Fica evidente que ela foi colocada ali para ficar quietinha e apenas assinar o que seu presidente mandar.

Por sua vez, como o presidente, está no lugar errado, na hora mais errada possível.

Porta-se como uma criança que ganhou um carro zero.

Está deslumbrada mas não faz a menor ideia de como usar.

Então leva uma “colinha“ sobre o que fez nos últimos 60 dias sem sequer saber se fez mesmo alguma coisa.

Estranho para quem decorou roteiros a vida toda.

Ao menos desse constrangimento poderia ter se poupado.

Demonstra não só sua incompetência para o cargo (beirando a incompetência também para o convívio social) como sua absoluta insensibilidade, ao sugerir que a ditadura matou muita gente, “mas que as mortes estão sempre ao lado da vida”, como se as mortes das ditaduras fossem naturais, coisas da vida, que acontecem.

Durante toda a entrevista, quem assiste divide com ela a insegurança.

Ofende os jornalistas que fazem perguntas simples, que alguém minimamente preparado poderia responder. Maitê Proença em sua pedante mensagem, que também atua uma indignação exagerada.

O fato de tantos artistas terem morrido e ela não ter emitido nenhuma opinião ganha uma importância muito maior que deveria, porque suas respostas confusas levam a crer que, também como o presidente e vários ministros, mistura suas crenças pessoais com o papel de um representante do governo.
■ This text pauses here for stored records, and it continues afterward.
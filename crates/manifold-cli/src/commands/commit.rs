//! Commit the pending buffer as a named configuration entry

use anyhow::{Context, Result};
use manifold_core::Config;

use crate::session::SessionStore;

/// Run the commit command
pub async fn run(config_path: &str, name: &str) -> Result<()> {
    let config = Config::load(config_path).context("Failed to load configuration")?;
    let store = SessionStore::new(&config);
    let mut editor = store.load()?;

    let descriptors = editor.pending().len();
    if descriptors == 0 {
        tracing::warn!("Committing an empty descriptor list");
    }

    let id = editor.commit(name);
    store.save(&editor)?;

    tracing::info!("✓ Committed '{}' as entry {} ({} descriptors)", name, id, descriptors);
    tracing::info!("  Run 'manifold sync' to persist the table to the gateway");
    Ok(())
}
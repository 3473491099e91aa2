//! Source and sink descriptor model
//!
//! A descriptor describes one external data source or destination (database
//! connection, uploaded file, HTTP endpoint, Kafka topic). Field names follow
//! the legacy wire contract of the gateway, so a serialized descriptor can be
//! stored and deployed by it unchanged.

use std::fmt;
use std::path::Path;

use serde::{Deserialize, Serialize};

/// One configured data source or destination.
///
/// The wire discriminant is the `TYPE` field; exactly one variant's fields
/// exist per descriptor.
#[derive(Debug, Clone, PartialEq, Serialize, Deserialize)]
#[serde(tag = "TYPE")]
pub enum SourceDescriptor {
    /// Relational database polled on an interval
    Database(DatabaseSource),

    /// Spreadsheet-style file shipped inline, re-read on an interval
    File(FileSource),

    /// HTTP endpoint polled on an interval
    Http(HttpSource),

    /// Kafka topic; push-based, so no poll interval
    Kafka(KafkaSource),
}

impl SourceDescriptor {
    /// Wire discriminant of this descriptor
    pub fn kind(&self) -> &'static str {
        match self {
            SourceDescriptor::Database(_) => "Database",
            SourceDescriptor::File(_) => "File",
            SourceDescriptor::Http(_) => "Http",
            SourceDescriptor::Kafka(_) => "Kafka",
        }
    }
}

impl fmt::Display for SourceDescriptor {
    fn fmt(&self, f: &mut fmt::Formatter<'_>) -> fmt::Result {
        match self {
            SourceDescriptor::Database(db) => write!(
                f,
                "Database {}://{}@{}:{}/{} ({})",
                db.engine, db.user, db.host, db.port, db.database, db.poll
            ),
            SourceDescriptor::File(file) => write!(
                f,
                "File {} ({} bytes base64, {})",
                file.kind,
                file.payload.len(),
                file.poll
            ),
            SourceDescriptor::Http(http) => write!(f, "Http {} ({})", http.url, http.poll),
            SourceDescriptor::Kafka(kafka) => write!(
                f,
                "Kafka {}:{} topic {}",
                kafka.broker, kafka.port, kafka.topic
            ),
        }
    }
}

/// Database source configuration
#[derive(Debug, Clone, PartialEq, Serialize, Deserialize)]
pub struct DatabaseSource {
    /// Database engine (e.g. postgres, mysql)
    #[serde(rename = "DB_TYPE")]
    pub engine: String,

    /// Host name or address
    #[serde(rename = "DB_HOST")]
    pub host: String,

    /// TCP port
    #[serde(rename = "DB_PORT")]
    pub port: u16,

    /// Login user
    #[serde(rename = "DB_USER")]
    pub user: String,

    /// Login password
    #[serde(rename = "DB_PASSWORD")]
    pub password: String,

    /// Database name
    #[serde(rename = "DB_NAME")]
    pub database: String,

    /// Polling interval
    #[serde(flatten)]
    pub poll: PollInterval,
}

/// File source configuration
#[derive(Debug, Clone, PartialEq, Serialize, Deserialize)]
pub struct FileSource {
    /// Accepted file kind
    #[serde(rename = "FILE_TYPE")]
    pub kind: FileKind,

    /// Raw file bytes, base64-encoded
    #[serde(rename = "FILE_DATA")]
    pub payload: String,

    /// Polling interval
    #[serde(flatten)]
    pub poll: PollInterval,
}

/// HTTP source configuration
#[derive(Debug, Clone, PartialEq, Serialize, Deserialize)]
pub struct HttpSource {
    /// Endpoint URL
    #[serde(rename = "URL")]
    pub url: String,

    /// Polling interval
    #[serde(flatten)]
    pub poll: PollInterval,
}

/// Kafka source configuration
///
/// The broker port is a string on the wire; the legacy gateway types it that
/// way, unlike the numeric database port.
#[derive(Debug, Clone, PartialEq, Serialize, Deserialize)]
pub struct KafkaSource {
    /// Broker address
    #[serde(rename = "IP")]
    pub broker: String,

    /// Broker port
    #[serde(rename = "PORT")]
    pub port: String,

    /// Topic name
    #[serde(rename = "TOPIC")]
    pub topic: String,
}

/// How often a polled source is re-read
#[derive(Debug, Clone, Copy, PartialEq, Eq, Serialize, Deserialize)]
pub struct PollInterval {
    /// Interval magnitude
    #[serde(rename = "DURATION_TIME")]
    pub every: u64,

    /// Interval unit
    #[serde(rename = "DURATION_TYPE", default)]
    pub unit: PollUnit,
}

impl fmt::Display for PollInterval {
    fn fmt(&self, f: &mut fmt::Formatter<'_>) -> fmt::Result {
        write!(f, "every {} {:?}", self.every, self.unit)
    }
}

/// Unit of a poll interval
#[derive(Debug, Clone, Copy, PartialEq, Eq, Default, Serialize, Deserialize)]
pub enum PollUnit {
    /// Seconds
    Second,
    /// Minutes
    #[default]
    Minute,
    /// Hours
    Hour,
}

/// Accepted kinds for inline file payloads
#[derive(Debug, Clone, Copy, PartialEq, Eq, Serialize, Deserialize)]
#[serde(rename_all = "lowercase")]
pub enum FileKind {
    /// Comma-separated values
    Csv,
    /// Office Open XML spreadsheet
    Xlsx,
}

impl FileKind {
    /// Canonical MIME type of this kind
    pub fn mime_type(&self) -> &'static str {
        match self {
            FileKind::Csv => "text/csv",
            FileKind::Xlsx => {
                "application/vnd.openxmlformats-officedocument.spreadsheetml.sheet"
            }
        }
    }

    /// Recognize a kind from its MIME type
    pub fn from_mime(mime: &str) -> Option<Self> {
        match mime {
            "text/csv" => Some(FileKind::Csv),
            "application/vnd.openxmlformats-officedocument.spreadsheetml.sheet" => {
                Some(FileKind::Xlsx)
            }
            _ => None,
        }
    }

    /// Recognize a kind from a file path's extension
    pub fn from_path(path: &Path) -> Option<Self> {
        match path
            .extension()
            .and_then(|ext| ext.to_str())
            .map(|ext| ext.to_ascii_lowercase())
            .as_deref()
        {
            Some("csv") => Some(FileKind::Csv),
            Some("xlsx") => Some(FileKind::Xlsx),
            _ => None,
        }
    }
}

impl fmt::Display for FileKind {
    fn fmt(&self, f: &mut fmt::Formatter<'_>) -> fmt::Result {
        match self {
            FileKind::Csv => write!(f, "csv"),
            FileKind::Xlsx => write!(f, "xlsx"),
        }
    }
}
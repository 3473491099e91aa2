//! Pending descriptor buffer commands

use anyhow::{Context, Result};
use manifold_core::{Config, SourceDescriptor};

use crate::session::SessionStore;

/// Append one descriptor to the pending buffer
pub async fn add(config_path: &str, descriptor: SourceDescriptor) -> Result<()> {
    let config = Config::load(config_path).context("Failed to load configuration")?;
    let store = SessionStore::new(&config);
    let mut editor = store.load()?;

    editor.add_descriptor(descriptor);
    store.save(&editor)?;

    tracing::info!("✓ Added descriptor ({} pending)", editor.pending().len());
    Ok(())
}

/// List the pending buffer
pub async fn list(config_path: &str) -> Result<()> {
    let config = Config::load(config_path).context("Failed to load configuration")?;
    let store = SessionStore::new(&config);
    let editor = store.load()?;

    if editor.pending().is_empty() {
        println!("No pending descriptors");
        return Ok(());
    }
    for (index, descriptor) in editor.pending().iter().enumerate() {
        println!("  [{index}] {descriptor}");
    }
    Ok(())
}

/// Remove one pending descriptor by position
pub async fn remove(config_path: &str, index: usize) -> Result<()> {
    let config = Config::load(config_path).context("Failed to load configuration")?;
    let store = SessionStore::new(&config);
    let mut editor = store.load()?;

    match editor.remove_descriptor(index) {
        Some(descriptor) => {
            store.save(&editor)?;
            tracing::info!("✓ Removed {} ({} pending)", descriptor, editor.pending().len());
        }
        None => {
            tracing::warn!(
                "Index {} out of range ({} pending), nothing removed",
                index,
                editor.pending().len()
            );
        }
    }
    Ok(())
}
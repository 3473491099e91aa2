//! Legacy wire shape of the configuration gateway
//!
//! The gateway stores configurations as `SourceData` records with the field
//! names of the original contract (`Source`, `NAME`, `TYPEOF`). Load
//! responses additionally wrap the payload in a JSON-encoded string field,
//! so reaching the records takes a second parse; that quirk is confined to
//! [`decode_load_envelope`].

use serde::{Deserialize, Serialize};
use serde_json::Value;

use crate::editor::ConfigEntry;
use crate::error::{Error, Result};
use crate::sources::SourceDescriptor;

/// One named configuration as the gateway stores it.
///
/// `TYPEOF` elements stay raw JSON here; [`SourceRecord::into_entry`] turns
/// them into typed descriptors, dropping any whose discriminant is not
/// recognized.
#[derive(Debug, Clone, PartialEq, Serialize, Deserialize)]
pub struct SourceRecord {
    /// Entry identifier
    #[serde(rename = "Source")]
    pub id: u64,

    /// Human-readable configuration name
    #[serde(rename = "NAME", default)]
    pub name: String,

    /// Descriptor list, still in raw wire form
    #[serde(rename = "TYPEOF", default)]
    pub descriptors: Vec<Value>,
}

impl SourceRecord {
    /// Build a record from a typed entry.
    pub fn from_entry(entry: &ConfigEntry) -> Result<Self> {
        let descriptors = entry
            .descriptors
            .iter()
            .map(serde_json::to_value)
            .collect::<std::result::Result<Vec<_>, _>>()?;
        Ok(Self {
            id: entry.id,
            name: entry.name.clone(),
            descriptors,
        })
    }

    /// Decode into a typed entry.
    ///
    /// Descriptors with an unrecognized `TYPE` are dropped from the entry,
    /// not treated as an error.
    pub fn into_entry(self) -> ConfigEntry {
        let descriptors = self
            .descriptors
            .into_iter()
            .filter_map(|raw| match serde_json::from_value::<SourceDescriptor>(raw.clone()) {
                Ok(descriptor) => Some(descriptor),
                Err(err) => {
                    tracing::warn!(
                        record = self.id,
                        %err,
                        "dropping unrecognized descriptor: {raw}"
                    );
                    None
                }
            })
            .collect();
        ConfigEntry {
            id: self.id,
            name: self.name,
            descriptors,
        }
    }
}

/// The unit of persistence: every record the gateway knows about.
#[derive(Debug, Clone, Default, PartialEq, Serialize, Deserialize)]
pub struct SourceData {
    /// Stored configuration records
    #[serde(rename = "SourceData", default)]
    pub records: Vec<SourceRecord>,
}

impl SourceData {
    /// Build the persistence payload from a table of entries.
    pub fn from_entries(entries: &[ConfigEntry]) -> Result<Self> {
        let records = entries
            .iter()
            .map(SourceRecord::from_entry)
            .collect::<Result<Vec<_>>>()?;
        Ok(Self { records })
    }
}

/// Load response envelope: the payload arrives JSON-encoded a second time.
#[derive(Debug, Clone, Deserialize)]
pub struct LoadEnvelope {
    /// JSON document that parses to [`SourceData`]
    pub data: String,
}

/// Parse a load response body down to its records.
pub fn decode_load_envelope(body: &str) -> Result<SourceData> {
    let envelope: LoadEnvelope = serde_json::from_str(body).map_err(|err| Error::Envelope {
        message: format!("outer envelope: {err}"),
    })?;
    serde_json::from_str(&envelope.data).map_err(|err| Error::Envelope {
        message: format!("inner payload: {err}"),
    })
}

#[cfg(test)]
mod tests {
    use super::*;
    use serde_json::json;

    #[test]
    fn test_decode_double_encoded_envelope() {
        let inner = json!({
            "SourceData": [
                {"Source": 5, "NAME": "x", "TYPEOF": []}
            ]
        });
        let body = json!({ "data": inner.to_string() }).to_string();

        let data = decode_load_envelope(&body).unwrap();
        assert_eq!(data.records.len(), 1);
        assert_eq!(data.records[0].id, 5);
        assert_eq!(data.records[0].name, "x");
        assert!(data.records[0].descriptors.is_empty());
    }

    #[test]
    fn test_decode_rejects_non_envelope_body() {
        let err = decode_load_envelope(r#"{"SourceData": []}"#).unwrap_err();
        assert!(matches!(err, Error::Envelope { .. }));
        assert!(err.to_string().contains("outer envelope"));
    }

    #[test]
    fn test_decode_rejects_malformed_inner_payload() {
        let body = json!({ "data": "not json" }).to_string();
        let err = decode_load_envelope(&body).unwrap_err();
        assert!(matches!(err, Error::Envelope { .. }));
        assert!(err.to_string().contains("inner payload"));
    }

    #[test]
    fn test_into_entry_drops_unknown_descriptors() {
        let record = SourceRecord {
            id: 7,
            name: "mixed".to_string(),
            descriptors: vec![
                json!({"TYPE": "Http", "URL": "http://a", "DURATION_TIME": 1}),
                json!({"TYPE": "Carrier-Pigeon", "COOP": "roof"}),
                json!({"TYPE": "Kafka", "IP": "1.2.3.4", "PORT": "9092", "TOPIC": "t"}),
            ],
        };
        let entry = record.into_entry();
        assert_eq!(entry.id, 7);
        assert_eq!(entry.descriptors.len(), 2);
        assert_eq!(entry.descriptors[0].kind(), "Http");
        assert_eq!(entry.descriptors[1].kind(), "Kafka");
    }

    #[test]
    fn test_record_shape_uses_wire_names() {
        let entry = ConfigEntry {
            id: 3,
            name: "prod".to_string(),
            descriptors: vec![],
        };
        let record = SourceRecord::from_entry(&entry).unwrap();
        let value = serde_json::to_value(&record).unwrap();
        assert_eq!(value["Source"], 3);
        assert_eq!(value["NAME"], "prod");
        assert!(value["TYPEOF"].as_array().unwrap().is_empty());

        let data = SourceData {
            records: vec![record],
        };
        let value = serde_json::to_value(&data).unwrap();
        assert!(value.get("SourceData").is_some());
    }

    #[test]
    fn test_record_missing_optional_fields() {
        let data: SourceData = serde_json::from_str(
            r#"{"SourceData": [{"Source": 1}]}"#,
        )
        .unwrap();
        assert_eq!(data.records[0].name, "");
        assert!(data.records[0].descriptors.is_empty());
    }
}
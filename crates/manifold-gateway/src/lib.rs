//! Manifold Gateway Client
//!
//! Thin HTTP implementation of the [`manifold_core::ConfigGateway`]
//! contract: three endpoints under one base URL, JSON bodies, a `configType`
//! query parameter on every call. Kept out of `manifold-core` so the model
//! stays transport-free.

#![forbid(unsafe_code)]
#![warn(missing_docs)]

pub mod client;

pub use client::HttpGateway;
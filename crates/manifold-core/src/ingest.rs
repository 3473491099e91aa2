//! File payload ingestion
//!
//! A file attached to a `File` descriptor travels to the gateway inline as a
//! base64 string. Only CSV and XLSX files are accepted; anything else is
//! rejected before a single byte is read, leaving the caller's descriptor
//! state untouched. The read completes before the descriptor exists, so a
//! descriptor never carries a half-read payload.

use std::path::Path;

use base64::Engine as _;
use base64::engine::general_purpose::STANDARD;

use crate::error::{Error, Result};
use crate::sources::{FileKind, FileSource, PollInterval};

/// Read and encode a file into a `File` descriptor body.
pub async fn ingest_file(path: impl AsRef<Path>, poll: PollInterval) -> Result<FileSource> {
    let path = path.as_ref();
    let kind = FileKind::from_path(path).ok_or_else(|| Error::UnsupportedFile {
        path: path.display().to_string(),
        detected: path
            .extension()
            .and_then(|ext| ext.to_str())
            .unwrap_or("unknown")
            .to_string(),
    })?;

    let bytes = tokio::fs::read(path).await?;
    tracing::debug!(
        path = %path.display(),
        kind = %kind,
        bytes = bytes.len(),
        "ingested file payload"
    );

    Ok(FileSource {
        kind,
        payload: STANDARD.encode(&bytes),
        poll,
    })
}

#[cfg(test)]
mod tests {
    use super::*;
    use crate::sources::PollUnit;

    fn poll() -> PollInterval {
        PollInterval {
            every: 15,
            unit: PollUnit::Minute,
        }
    }

    #[tokio::test]
    async fn test_ingest_csv_encodes_raw_bytes() {
        let dir = tempfile::tempdir().unwrap();
        let path = dir.path().join("orders.csv");
        std::fs::write(&path, "id,name\n1,Alice\n").unwrap();

        let file = ingest_file(&path, poll()).await.unwrap();
        assert_eq!(file.kind, FileKind::Csv);
        assert_eq!(file.payload, STANDARD.encode("id,name\n1,Alice\n"));
        assert_eq!(file.poll.every, 15);
    }

    #[tokio::test]
    async fn test_ingest_xlsx_accepted() {
        let dir = tempfile::tempdir().unwrap();
        let path = dir.path().join("report.xlsx");
        std::fs::write(&path, b"PK\x03\x04fake").unwrap();

        let file = ingest_file(&path, poll()).await.unwrap();
        assert_eq!(file.kind, FileKind::Xlsx);
    }

    #[tokio::test]
    async fn test_ingest_rejects_png_before_reading() {
        // The path does not exist; rejection must happen on the kind check,
        // not on the read.
        let result = ingest_file("/nonexistent/image.png", poll()).await;
        match result {
            Err(Error::UnsupportedFile { path, detected }) => {
                assert!(path.ends_with("image.png"));
                assert_eq!(detected, "png");
            }
            other => panic!("Expected UnsupportedFile, got {other:?}"),
        }
    }

    #[tokio::test]
    async fn test_ingest_missing_csv_is_io_error() {
        let result = ingest_file("/nonexistent/orders.csv", poll()).await;
        assert!(matches!(result, Err(Error::Io(_))));
    }
}
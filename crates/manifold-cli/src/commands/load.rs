//! Seed the local table from the gateway

use anyhow::{Context, Result};
use manifold_core::Config;
use manifold_gateway::HttpGateway;

use crate::session::SessionStore;

/// Run the load command
pub async fn run(config_path: &str, config_type: &str, replace: bool) -> Result<()> {
    let config = Config::load(config_path).context("Failed to load configuration")?;
    let store = SessionStore::new(&config);
    let mut editor = store.load()?;

    if replace {
        editor.clear_table();
    } else if !editor.entries().is_empty() {
        anyhow::bail!(
            "Local table already has {} entries; pass --replace to overwrite it",
            editor.entries().len()
        );
    }

    let gateway = HttpGateway::new(&config.project.gateway.url);
    let count = editor
        .initialize(&gateway, config_type)
        .await
        .context("Load failed, local table left unchanged")?;

    store.save(&editor)?;
    tracing::info!("✓ Loaded {} entries from {}", count, config.project.gateway.url);
    Ok(())
}
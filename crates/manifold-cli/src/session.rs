//! Local editing session persistence
//!
//! A CLI process is short-lived, so the editor state (pending descriptors
//! and the configuration table) lives in a session file between invocations.
//! Last write wins; there is no locking against concurrent invocations.

use anyhow::{Context, Result};
use std::path::PathBuf;

use manifold_core::{Config, ConfigEditor};

/// Reads and writes the editor state under the project's session directory.
pub struct SessionStore {
    path: PathBuf,
}

impl SessionStore {
    /// Store for the given project configuration.
    pub fn new(config: &Config) -> Self {
        Self {
            path: config.session_file(),
        }
    }

    /// Load the persisted editor; a missing session file yields a fresh one.
    pub fn load(&self) -> Result<ConfigEditor> {
        if !self.path.exists() {
            return Ok(ConfigEditor::new());
        }
        let contents = std::fs::read_to_string(&self.path)
            .with_context(|| format!("Failed to read session file {}", self.path.display()))?;
        serde_yaml::from_str(&contents)
            .with_context(|| format!("Failed to parse session file {}", self.path.display()))
    }

    /// Persist the editor, creating the session directory if needed.
    pub fn save(&self, editor: &ConfigEditor) -> Result<()> {
        if let Some(parent) = self.path.parent() {
            std::fs::create_dir_all(parent)
                .with_context(|| format!("Failed to create session dir {}", parent.display()))?;
        }
        let contents = serde_yaml::to_string(editor).context("Failed to serialize session")?;
        std::fs::write(&self.path, contents)
            .with_context(|| format!("Failed to write session file {}", self.path.display()))
    }
}
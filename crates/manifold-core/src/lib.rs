//! Manifold Core Library
//!
//! This crate provides the core functionality for Manifold:
//! - Source/sink descriptor model in the gateway's wire shape
//! - Configuration editor (pending buffer, table, id assignment)
//! - Gateway contract for create/load/deploy
//! - File payload ingestion
//!
//! # Architecture
//!
//! ```text
//! ┌─────────────┐     ┌─────────────┐     ┌─────────────┐
//! │ Descriptors │────▶│   Editor    │────▶│   Gateway   │
//! │ (DB/File/…) │     │ (table+ids) │     │ (REST, ext) │
//! └─────────────┘     └─────────────┘     └─────────────┘
//! ```
//!
//! # Example
//!
//! ```rust,ignore
//! use manifold_core::{ConfigEditor, SourceDescriptor};
//!
//! let mut editor = ConfigEditor::new();
//! editor.add_descriptor(descriptor);
//! let id = editor.commit("prod-db");
//! ```

#![forbid(unsafe_code)]
#![warn(missing_docs)]
#![warn(clippy::all)]

pub mod config;
pub mod editor;
pub mod error;
pub mod gateway;
pub mod ingest;
pub mod sources;
pub mod wire;

pub use config::{Config, ProjectConfig};
pub use editor::{ConfigEditor, ConfigEntry};
pub use error::{Error, Result};
pub use gateway::ConfigGateway;
pub use sources::SourceDescriptor;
Durante toda a entrevista, atua.

Encarna um personagem que se diz “leve”, que quer “pensar no futuro” e repete a frase que “não vai carregar um cordel de mortos nas costas” quando se refere à ditadura e ao COVID-19, como se as mortes ocasionadas por ambos fossem equivalentes.

Diz se sentir traída, porque a entrevista não é o que combinaram.

Não se sabe o que combinaram.

Provavelmente passar pano no governo, como tem feito a CNN.

Neste caso, no entanto, os jornalista se portaram de forma dura. Cobrando e colocando a atriz na parede.

Para encerrar, cortam o feed de Brasília quando Regina ainda estava lamuriando, ofendida.

No final, num país jogado no lixo pelo presidente, nada mais adequado que a Cultura esteja nas mãos da Rainha da Sucata.